◆ EXERCISE INSTRUCTIONS ◆
Report every line of the data where the string "tower" appears.

◆ SOURCE INFORMATION ◆
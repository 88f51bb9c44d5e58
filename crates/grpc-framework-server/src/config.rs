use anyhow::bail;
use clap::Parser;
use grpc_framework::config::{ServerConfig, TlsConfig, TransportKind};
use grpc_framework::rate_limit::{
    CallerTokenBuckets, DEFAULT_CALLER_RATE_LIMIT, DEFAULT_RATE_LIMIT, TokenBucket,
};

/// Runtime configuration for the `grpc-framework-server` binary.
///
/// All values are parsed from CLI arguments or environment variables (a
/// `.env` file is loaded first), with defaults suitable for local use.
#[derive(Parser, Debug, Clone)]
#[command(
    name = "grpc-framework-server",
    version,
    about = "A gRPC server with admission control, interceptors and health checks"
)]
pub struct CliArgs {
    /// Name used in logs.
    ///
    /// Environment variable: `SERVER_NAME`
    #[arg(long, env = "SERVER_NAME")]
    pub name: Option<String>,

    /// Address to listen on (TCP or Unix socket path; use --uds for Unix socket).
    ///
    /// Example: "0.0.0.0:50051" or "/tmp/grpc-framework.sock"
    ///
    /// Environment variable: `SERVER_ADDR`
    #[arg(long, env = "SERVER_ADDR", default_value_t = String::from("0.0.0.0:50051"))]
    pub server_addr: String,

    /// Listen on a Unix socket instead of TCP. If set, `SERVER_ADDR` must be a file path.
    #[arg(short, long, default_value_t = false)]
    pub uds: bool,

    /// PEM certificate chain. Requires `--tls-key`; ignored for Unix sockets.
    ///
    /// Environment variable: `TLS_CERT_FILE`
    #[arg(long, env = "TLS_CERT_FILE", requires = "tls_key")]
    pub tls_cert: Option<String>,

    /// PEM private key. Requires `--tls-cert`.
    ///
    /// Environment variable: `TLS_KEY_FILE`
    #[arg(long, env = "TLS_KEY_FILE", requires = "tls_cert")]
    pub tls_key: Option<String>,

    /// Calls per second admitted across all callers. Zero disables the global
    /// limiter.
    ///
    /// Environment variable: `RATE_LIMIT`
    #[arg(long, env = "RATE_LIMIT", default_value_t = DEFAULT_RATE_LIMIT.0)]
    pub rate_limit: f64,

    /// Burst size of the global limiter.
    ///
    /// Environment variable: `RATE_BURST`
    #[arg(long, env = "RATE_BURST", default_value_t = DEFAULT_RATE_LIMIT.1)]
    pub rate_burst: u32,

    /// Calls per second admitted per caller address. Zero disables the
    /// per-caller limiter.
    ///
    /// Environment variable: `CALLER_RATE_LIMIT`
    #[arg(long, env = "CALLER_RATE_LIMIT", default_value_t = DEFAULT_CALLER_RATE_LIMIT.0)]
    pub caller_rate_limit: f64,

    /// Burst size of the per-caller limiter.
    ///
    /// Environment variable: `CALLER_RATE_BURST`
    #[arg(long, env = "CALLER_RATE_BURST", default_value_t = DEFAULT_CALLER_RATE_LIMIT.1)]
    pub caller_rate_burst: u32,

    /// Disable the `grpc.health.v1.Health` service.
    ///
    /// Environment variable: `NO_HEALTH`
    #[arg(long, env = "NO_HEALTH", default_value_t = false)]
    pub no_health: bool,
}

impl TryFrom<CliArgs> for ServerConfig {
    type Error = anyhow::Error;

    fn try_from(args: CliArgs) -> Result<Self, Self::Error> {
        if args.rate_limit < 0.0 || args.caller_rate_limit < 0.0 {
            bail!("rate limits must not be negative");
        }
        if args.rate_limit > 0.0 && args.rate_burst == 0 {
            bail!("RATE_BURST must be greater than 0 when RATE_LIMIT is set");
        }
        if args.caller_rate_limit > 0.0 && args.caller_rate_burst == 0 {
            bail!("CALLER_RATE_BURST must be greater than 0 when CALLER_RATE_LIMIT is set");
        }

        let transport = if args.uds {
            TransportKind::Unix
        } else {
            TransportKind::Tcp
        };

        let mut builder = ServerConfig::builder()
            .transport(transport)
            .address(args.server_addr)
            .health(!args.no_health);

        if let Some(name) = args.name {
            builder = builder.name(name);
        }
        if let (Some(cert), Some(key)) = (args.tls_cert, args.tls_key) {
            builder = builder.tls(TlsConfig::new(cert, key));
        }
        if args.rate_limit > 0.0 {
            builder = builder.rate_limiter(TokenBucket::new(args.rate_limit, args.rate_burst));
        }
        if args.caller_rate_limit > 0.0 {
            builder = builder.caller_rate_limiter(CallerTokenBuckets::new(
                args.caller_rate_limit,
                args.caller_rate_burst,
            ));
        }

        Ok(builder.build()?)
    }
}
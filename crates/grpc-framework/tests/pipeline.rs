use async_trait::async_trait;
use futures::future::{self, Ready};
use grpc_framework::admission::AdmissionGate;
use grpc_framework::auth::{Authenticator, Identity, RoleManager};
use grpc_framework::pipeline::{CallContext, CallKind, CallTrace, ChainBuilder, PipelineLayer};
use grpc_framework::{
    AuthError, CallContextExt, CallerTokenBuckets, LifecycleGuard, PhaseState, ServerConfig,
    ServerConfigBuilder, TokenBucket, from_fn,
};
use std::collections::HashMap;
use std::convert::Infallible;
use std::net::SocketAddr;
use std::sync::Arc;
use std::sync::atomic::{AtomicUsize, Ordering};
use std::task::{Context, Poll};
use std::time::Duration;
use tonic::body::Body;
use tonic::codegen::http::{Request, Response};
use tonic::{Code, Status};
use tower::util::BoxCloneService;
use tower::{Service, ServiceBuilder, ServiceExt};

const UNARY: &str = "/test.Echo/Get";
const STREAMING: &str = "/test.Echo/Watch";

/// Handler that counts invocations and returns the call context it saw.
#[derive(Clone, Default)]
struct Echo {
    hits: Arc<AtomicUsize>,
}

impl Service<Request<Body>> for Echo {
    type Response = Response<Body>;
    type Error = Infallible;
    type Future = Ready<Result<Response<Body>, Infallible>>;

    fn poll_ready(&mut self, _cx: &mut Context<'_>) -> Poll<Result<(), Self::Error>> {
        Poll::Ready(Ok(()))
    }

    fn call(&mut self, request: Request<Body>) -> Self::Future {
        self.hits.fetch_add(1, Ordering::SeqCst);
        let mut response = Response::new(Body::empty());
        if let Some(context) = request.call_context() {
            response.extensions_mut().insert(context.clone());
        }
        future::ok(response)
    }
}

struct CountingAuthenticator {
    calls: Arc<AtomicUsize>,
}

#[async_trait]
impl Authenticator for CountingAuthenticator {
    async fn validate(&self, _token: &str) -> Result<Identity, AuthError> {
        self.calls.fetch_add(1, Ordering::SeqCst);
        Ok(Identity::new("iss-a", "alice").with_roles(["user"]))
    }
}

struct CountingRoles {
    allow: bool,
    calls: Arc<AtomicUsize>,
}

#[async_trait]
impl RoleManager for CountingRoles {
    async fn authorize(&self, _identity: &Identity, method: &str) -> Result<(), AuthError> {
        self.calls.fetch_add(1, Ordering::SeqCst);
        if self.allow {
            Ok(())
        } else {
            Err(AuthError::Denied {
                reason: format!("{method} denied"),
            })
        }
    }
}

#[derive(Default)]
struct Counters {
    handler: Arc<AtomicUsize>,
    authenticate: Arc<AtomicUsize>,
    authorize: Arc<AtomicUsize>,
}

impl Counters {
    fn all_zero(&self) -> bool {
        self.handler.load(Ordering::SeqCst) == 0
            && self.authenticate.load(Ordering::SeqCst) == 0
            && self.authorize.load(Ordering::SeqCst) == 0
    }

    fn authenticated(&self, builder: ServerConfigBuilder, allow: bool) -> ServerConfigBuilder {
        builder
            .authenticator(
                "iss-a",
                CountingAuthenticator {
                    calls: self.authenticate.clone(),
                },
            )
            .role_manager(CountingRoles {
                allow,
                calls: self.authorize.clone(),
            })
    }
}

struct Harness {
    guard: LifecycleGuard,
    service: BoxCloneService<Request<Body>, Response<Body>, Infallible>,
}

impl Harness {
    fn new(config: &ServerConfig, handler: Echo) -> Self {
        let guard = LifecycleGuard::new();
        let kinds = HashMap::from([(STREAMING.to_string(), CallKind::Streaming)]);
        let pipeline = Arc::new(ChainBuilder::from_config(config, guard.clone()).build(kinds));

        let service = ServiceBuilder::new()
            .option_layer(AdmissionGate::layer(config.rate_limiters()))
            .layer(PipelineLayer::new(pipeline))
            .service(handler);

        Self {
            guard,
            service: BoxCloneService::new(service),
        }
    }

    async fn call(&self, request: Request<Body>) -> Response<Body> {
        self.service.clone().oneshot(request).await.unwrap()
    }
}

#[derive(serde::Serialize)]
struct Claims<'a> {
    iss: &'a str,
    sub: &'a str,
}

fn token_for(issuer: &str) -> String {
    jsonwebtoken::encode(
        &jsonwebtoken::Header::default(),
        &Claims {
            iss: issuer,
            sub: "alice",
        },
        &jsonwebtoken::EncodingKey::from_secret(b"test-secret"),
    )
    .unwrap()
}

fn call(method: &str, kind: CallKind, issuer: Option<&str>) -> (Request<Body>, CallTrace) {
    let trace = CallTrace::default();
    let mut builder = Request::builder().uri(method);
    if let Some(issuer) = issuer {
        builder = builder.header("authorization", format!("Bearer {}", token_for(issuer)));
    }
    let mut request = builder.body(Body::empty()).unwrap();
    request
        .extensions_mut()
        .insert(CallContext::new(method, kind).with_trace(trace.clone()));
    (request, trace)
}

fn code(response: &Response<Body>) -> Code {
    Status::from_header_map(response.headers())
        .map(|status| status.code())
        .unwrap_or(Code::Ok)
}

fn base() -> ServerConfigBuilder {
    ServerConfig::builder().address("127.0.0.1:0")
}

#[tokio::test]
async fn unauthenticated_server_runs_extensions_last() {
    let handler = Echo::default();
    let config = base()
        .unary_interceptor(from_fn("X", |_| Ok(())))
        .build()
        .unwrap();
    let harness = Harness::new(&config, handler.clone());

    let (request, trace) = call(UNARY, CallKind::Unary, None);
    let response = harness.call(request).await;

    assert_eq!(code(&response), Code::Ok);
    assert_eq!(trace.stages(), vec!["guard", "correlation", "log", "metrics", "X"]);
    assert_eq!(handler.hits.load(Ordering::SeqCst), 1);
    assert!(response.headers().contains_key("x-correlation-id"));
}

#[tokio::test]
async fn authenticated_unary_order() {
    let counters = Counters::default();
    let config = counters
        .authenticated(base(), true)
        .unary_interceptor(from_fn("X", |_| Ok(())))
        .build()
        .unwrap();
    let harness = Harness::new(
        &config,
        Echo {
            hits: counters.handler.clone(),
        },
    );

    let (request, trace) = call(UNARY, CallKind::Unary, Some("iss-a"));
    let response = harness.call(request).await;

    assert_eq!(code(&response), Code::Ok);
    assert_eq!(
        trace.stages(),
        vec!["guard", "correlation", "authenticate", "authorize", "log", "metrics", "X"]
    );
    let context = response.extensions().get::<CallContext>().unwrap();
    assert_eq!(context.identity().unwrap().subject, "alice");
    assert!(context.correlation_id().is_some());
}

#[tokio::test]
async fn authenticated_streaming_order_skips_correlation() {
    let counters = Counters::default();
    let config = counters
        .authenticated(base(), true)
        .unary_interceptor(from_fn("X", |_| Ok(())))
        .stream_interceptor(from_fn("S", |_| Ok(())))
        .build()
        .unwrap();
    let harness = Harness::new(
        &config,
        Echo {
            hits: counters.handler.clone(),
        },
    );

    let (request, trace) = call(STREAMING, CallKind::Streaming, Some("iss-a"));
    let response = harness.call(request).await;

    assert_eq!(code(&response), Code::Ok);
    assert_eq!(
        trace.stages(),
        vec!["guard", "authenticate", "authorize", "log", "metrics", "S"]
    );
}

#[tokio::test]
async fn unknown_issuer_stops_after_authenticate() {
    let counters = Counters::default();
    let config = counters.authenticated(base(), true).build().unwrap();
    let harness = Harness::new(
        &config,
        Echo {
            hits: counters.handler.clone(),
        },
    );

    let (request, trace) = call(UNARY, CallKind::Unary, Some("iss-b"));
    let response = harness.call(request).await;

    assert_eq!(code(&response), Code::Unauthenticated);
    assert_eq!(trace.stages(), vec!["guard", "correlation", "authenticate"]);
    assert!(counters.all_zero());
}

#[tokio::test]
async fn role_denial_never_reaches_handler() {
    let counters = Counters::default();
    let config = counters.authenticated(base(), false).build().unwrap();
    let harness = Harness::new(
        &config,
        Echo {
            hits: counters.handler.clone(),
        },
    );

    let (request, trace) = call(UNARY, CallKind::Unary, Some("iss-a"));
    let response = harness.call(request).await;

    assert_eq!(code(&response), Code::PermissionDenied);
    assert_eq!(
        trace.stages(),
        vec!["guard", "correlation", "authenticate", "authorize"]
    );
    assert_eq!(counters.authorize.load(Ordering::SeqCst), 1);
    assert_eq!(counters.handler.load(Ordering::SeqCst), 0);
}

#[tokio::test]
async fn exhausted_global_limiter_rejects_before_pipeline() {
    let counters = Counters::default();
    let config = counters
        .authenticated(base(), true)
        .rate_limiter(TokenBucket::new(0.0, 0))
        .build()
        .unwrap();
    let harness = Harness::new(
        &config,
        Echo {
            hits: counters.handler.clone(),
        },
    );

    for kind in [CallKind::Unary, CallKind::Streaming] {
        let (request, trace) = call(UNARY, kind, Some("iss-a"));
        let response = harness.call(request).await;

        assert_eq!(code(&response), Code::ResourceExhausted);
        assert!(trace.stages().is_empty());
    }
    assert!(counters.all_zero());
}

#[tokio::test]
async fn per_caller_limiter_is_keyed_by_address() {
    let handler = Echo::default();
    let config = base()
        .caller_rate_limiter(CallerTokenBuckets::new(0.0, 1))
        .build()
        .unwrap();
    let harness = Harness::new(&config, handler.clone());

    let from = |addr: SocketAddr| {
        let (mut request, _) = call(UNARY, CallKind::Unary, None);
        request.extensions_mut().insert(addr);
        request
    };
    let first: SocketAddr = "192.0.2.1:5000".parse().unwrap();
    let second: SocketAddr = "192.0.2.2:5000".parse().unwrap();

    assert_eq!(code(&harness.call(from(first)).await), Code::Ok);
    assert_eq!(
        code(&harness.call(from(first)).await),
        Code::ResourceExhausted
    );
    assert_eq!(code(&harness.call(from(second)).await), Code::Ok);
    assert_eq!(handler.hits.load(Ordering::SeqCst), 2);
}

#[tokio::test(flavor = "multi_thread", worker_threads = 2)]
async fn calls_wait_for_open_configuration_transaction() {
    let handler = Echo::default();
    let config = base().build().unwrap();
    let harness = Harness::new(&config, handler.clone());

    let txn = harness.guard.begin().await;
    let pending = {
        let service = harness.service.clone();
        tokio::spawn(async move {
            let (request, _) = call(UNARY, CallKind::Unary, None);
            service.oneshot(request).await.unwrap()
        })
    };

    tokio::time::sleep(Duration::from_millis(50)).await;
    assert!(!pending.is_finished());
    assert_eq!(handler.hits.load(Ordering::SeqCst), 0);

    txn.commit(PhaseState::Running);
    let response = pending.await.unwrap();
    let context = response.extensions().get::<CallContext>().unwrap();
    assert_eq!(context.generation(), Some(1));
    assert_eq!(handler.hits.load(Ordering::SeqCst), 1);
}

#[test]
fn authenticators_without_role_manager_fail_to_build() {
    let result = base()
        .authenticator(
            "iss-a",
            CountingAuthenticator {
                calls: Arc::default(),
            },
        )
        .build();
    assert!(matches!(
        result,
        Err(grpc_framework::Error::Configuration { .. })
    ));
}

◆ TASK RESULT ◆
use tower::util::BoxCloneService;
use tower::{Service, ServiceBuilder, ServiceExt};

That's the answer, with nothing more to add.